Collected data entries

*** Block opens ***

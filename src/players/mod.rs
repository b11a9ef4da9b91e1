//! Эталонные стратегии для харнесса и тестов.
//!
//! - `FoldPlayer` – всегда фолд;
//! - `CallPlayer` – всегда колл (чек/олл-ин в пределах стека);
//! - `RandomPlayer` – взвешенный случайный выбор из допустимых действий.

use crate::domain::card::Card;
use crate::domain::chips::Chips;
use crate::domain::history::ActionHistories;
use crate::engine::actions::{Action, ActionAmount, ActionDecision, ValidAction};
use crate::engine::RandomSource;
use crate::infra::rng::{DeterministicRng, SystemRng};
use crate::interface::message::RoundStateView;
use crate::interface::player::{PlayerError, PokerPlayer};

#[derive(Clone, Copy, Debug, Default)]
pub struct FoldPlayer;

impl PokerPlayer for FoldPlayer {
    fn declare_action(
        &mut self,
        _hole_card: &[Card],
        _valid_actions: &[ValidAction],
        _round_state: &RoundStateView,
        _action_histories: &ActionHistories,
    ) -> Result<ActionDecision, PlayerError> {
        Ok(ActionDecision::fold())
    }
}

#[derive(Clone, Copy, Debug, Default)]
pub struct CallPlayer;

impl PokerPlayer for CallPlayer {
    fn declare_action(
        &mut self,
        _hole_card: &[Card],
        valid_actions: &[ValidAction],
        _round_state: &RoundStateView,
        _action_histories: &ActionHistories,
    ) -> Result<ActionDecision, PlayerError> {
        Ok(call_of(valid_actions).unwrap_or_else(ActionDecision::fold))
    }
}

/// Случайный бот: колл чаще всего, фолд реже, рейз изредка.
/// Случайность берётся из `RandomSource`, как и у ведущего.
#[derive(Clone, Debug)]
pub struct RandomPlayer<R = SystemRng> {
    rng: R,
}

impl RandomPlayer<SystemRng> {
    pub fn new() -> Self {
        Self::with_source(SystemRng::default())
    }
}

impl RandomPlayer<DeterministicRng> {
    /// Воспроизводимый бот: одинаковый seed – одинаковые решения.
    pub fn seeded(seed: u64) -> Self {
        Self::with_source(DeterministicRng::from_seed(seed))
    }
}

impl<R: RandomSource> RandomPlayer<R> {
    pub fn with_source(rng: R) -> Self {
        Self { rng }
    }

    fn weight(action: Action) -> u32 {
        match action {
            Action::Fold => 15,
            Action::Call => 40,
            Action::Raise => 5,
        }
    }

    fn decide(&mut self, valid: &ValidAction) -> ActionDecision {
        match valid.amount {
            ActionAmount::Fixed(amount) => ActionDecision::new(valid.action, amount),
            ActionAmount::Range { min, max } => {
                let amount = Chips(self.rng.pick_between(min.0, max.0));
                ActionDecision::new(valid.action, amount)
            }
        }
    }
}

impl Default for RandomPlayer<SystemRng> {
    fn default() -> Self {
        Self::new()
    }
}

impl<R: RandomSource> PokerPlayer for RandomPlayer<R> {
    fn declare_action(
        &mut self,
        _hole_card: &[Card],
        valid_actions: &[ValidAction],
        _round_state: &RoundStateView,
        _action_histories: &ActionHistories,
    ) -> Result<ActionDecision, PlayerError> {
        let weights: Vec<u32> = valid_actions.iter().map(|v| Self::weight(v.action)).collect();
        let index = self
            .rng
            .pick_weighted(&weights)
            .ok_or_else(|| PlayerError::NoResponse("нет допустимых действий".to_string()))?;
        Ok(self.decide(&valid_actions[index]))
    }
}

fn call_of(valid_actions: &[ValidAction]) -> Option<ActionDecision> {
    valid_actions.iter().find_map(|v| match (v.action, v.amount) {
        (Action::Call, ActionAmount::Fixed(amount)) => Some(ActionDecision::new(Action::Call, amount)),
        _ => None,
    })
}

*** Block closes ***

» **Instructions to follow**: Across the entries above, work out the count of lines that hold the word "weights", and state that number alone.

» **Solution for this exercise**: 2